Ignatius spent his time in a number of different occupations and was later appointed as the quester of alms due to his humble and modest conduct. He had good relations with the people in Cagliari, who realized that although he was begging alms, he was also giving back to them in a spiritual manner. His modest demeanor was seen as a quiet sermon for all who saw him going about, which made him a noted figure. He seldom spoke; when required, he spoke with exceptional kindness and great affection. He would also instruct the children and the uneducated that he came across, and went out to comfort the sick and urge sinners to be converted and to perform penance.

He was known for his strict and total obedience to his superiors, even when it required the denial of his own will. He would not go to the house of a certain usurer because he feared that in accepting alms from the man, he would share the guilt of his injustices. But when the man complained, his superior ordered him to accept alms from him. However, when he returned to the friary and opened the sack with the alms the usurer had offered, blood started flowing out. To those present, Ignatius replied: "This is the blood of the poor; squeezed from them by usury". Ignatius' sister had often written to him asking him to visit her so that she could get his advice on certain matters. Ignatius had no mind to heed her request, but when his superior ordered him to, he at once undertook the visit. But he left again as soon as he had given the required advice. Ignatius' brother was sent to prison, and it was hoped that, in view of his reputation, Ignatius might obtain his release. His superior sent him to speak to the governor, but he simply asked that his brother be dealt with according to justice.

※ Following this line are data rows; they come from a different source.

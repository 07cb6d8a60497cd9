#![allow(async_fn_in_trait)]

//! Graph collaborator contracts.
//!
//! Traversal lives behind these traits so the recommendation engine can run
//! against PostgreSQL in production and [`InMemoryGraph`] in tests.

pub mod backend;
pub mod memory;

use std::collections::BTreeSet;

use thiserror::Error;

use crate::api::{PathNode, User, UserCreate, UserResponse};
use crate::insights::NetworkSnapshot;
use crate::query_templates::{QueryTemplate, TemplateOutput};
use crate::recommend::signals::{EmployerSignal, FriendSignal, PeopleSignal};

pub use backend::GraphBackend;
pub use memory::InMemoryGraph;

/// Hop bound for shortest-path searches unless configured otherwise.
pub const DEFAULT_MAX_PATH_DEPTH: usize = 6;

/// Largest accepted path depth. Hop counts on people suggestions always search
/// this far, whatever depth the path endpoint is configured with.
pub const MAX_PATH_DEPTH: usize = 15;

#[derive(Debug, Clone, PartialEq, Eq, Error)]
pub enum GraphError {
    #[error("graph backend unavailable: {0}")]
    Unavailable(String),
    #[error("graph query failed: {0}")]
    Query(String),
    #[error("not found: {0}")]
    NotFound(String),
    #[error("conflict: {0}")]
    Conflict(String),
    #[error("invalid request: {0}")]
    Invalid(String),
}

impl GraphError {
    /// Only connectivity failures are worth retrying.
    pub fn is_retryable(&self) -> bool {
        matches!(self, GraphError::Unavailable(_))
    }
}

/// Everything the scorers need to know about the requesting user.
#[derive(Debug, Clone, Default, PartialEq, Eq)]
pub struct RequesterContext {
    pub user_id: String,
    /// Direct `KNOWS` neighbours.
    pub connections: BTreeSet<String>,
    pub skills: BTreeSet<String>,
    pub employer: Option<String>,
}

impl RequesterContext {
    /// True for the requester and any direct connection.
    pub fn excludes(&self, candidate_id: &str) -> bool {
        candidate_id == self.user_id || self.connections.contains(candidate_id)
    }
}

/// Raw signal provider for the recommendation engine.
pub trait GraphQuery {
    /// `None` when the user does not exist.
    async fn requester_context(&self, user_id: &str)
    -> Result<Option<RequesterContext>, GraphError>;

    /// Users exactly two hops away with their mutual connector count and
    /// skills shared with the requester.
    async fn two_hop_candidates(
        &self,
        requester: &RequesterContext,
    ) -> Result<Vec<FriendSignal>, GraphError>;

    /// Employers of other users sharing at least one skill with the requester.
    async fn employer_skill_overlap(
        &self,
        requester: &RequesterContext,
    ) -> Result<Vec<EmployerSignal>, GraphError>;

    /// Every other user not directly connected to the requester.
    async fn people_signals(
        &self,
        requester: &RequesterContext,
    ) -> Result<Vec<PeopleSignal>, GraphError>;

    /// Nodes along one shortest undirected path, both ends included.
    async fn shortest_path(&self, from: &str, to: &str)
    -> Result<Option<Vec<PathNode>>, GraphError>;

    /// Edge count of a shortest path. Backends with a configurable depth
    /// override this to search up to [`MAX_PATH_DEPTH`].
    async fn shortest_path_hops(&self, from: &str, to: &str) -> Result<Option<u32>, GraphError> {
        Ok(self
            .shortest_path(from, to)
            .await?
            .map(|nodes| nodes.len().saturating_sub(1) as u32))
    }
}

pub trait UserRepository {
    /// Expects an already normalized and validated payload.
    async fn create_user(&self, input: &UserCreate) -> Result<UserResponse, GraphError>;

    async fn get_user(&self, user_id: &str) -> Result<Option<UserResponse>, GraphError>;

    /// Ordered by name, then id.
    async fn list_users(&self, limit: i64, offset: i64) -> Result<Vec<User>, GraphError>;

    /// Returns `false` when the edge already existed.
    async fn connect_users(&self, user_id: &str, other_id: &str) -> Result<bool, GraphError>;
}

pub trait GraphAnalytics {
    async fn ping(&self) -> Result<(), GraphError>;

    async fn run_template(&self, template: &QueryTemplate) -> Result<TemplateOutput, GraphError>;

    async fn network_snapshot(&self, user_id: &str)
    -> Result<Option<NetworkSnapshot>, GraphError>;
}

Despite poor health and infirmities, he continued his work, however arduous. Even after he became blind in 1779, he continued to work for the benefit of those around him. Ignatius died on 11 May 1781 at 3:00 pm in Cagliari, where his remains were interred.

==Veneration ==
The cause for beatification opened after he died in 1844 (diocesan level) and there were numerous reports of miracles attributed to him occurring at his tomb. The cause commenced and investigated the life and works of the friar, the positio, was sent to the Congregation for the Causes of Saints in 1868) while the confirmation of his heroic virtue enabled Pope Pius IX - on 26 May 1869 - to title Ignatius as Venerable. The confirmation of two miracles attributed to him (occurring after death) enabled Pope Pius XII to preside over his beatification on 16 June 1940. The ratification of an additional two miracles (occurring after beatification) allowed for Pius XII to canonize the friar on 21 October 1951 in Saint Peter's Basilica. The positio compiled during the cause noted that there were 121 miracles attributed to Ignatius during his life, with an additional 86 reported after his death.

Ignatius is known as a patron saint of beggars and students. On 11 May 2007, he was proclaimed as the patron saint of the Province of Oristano. On 11 May 2014, a statue dedicated to him was unveiled in Sestu.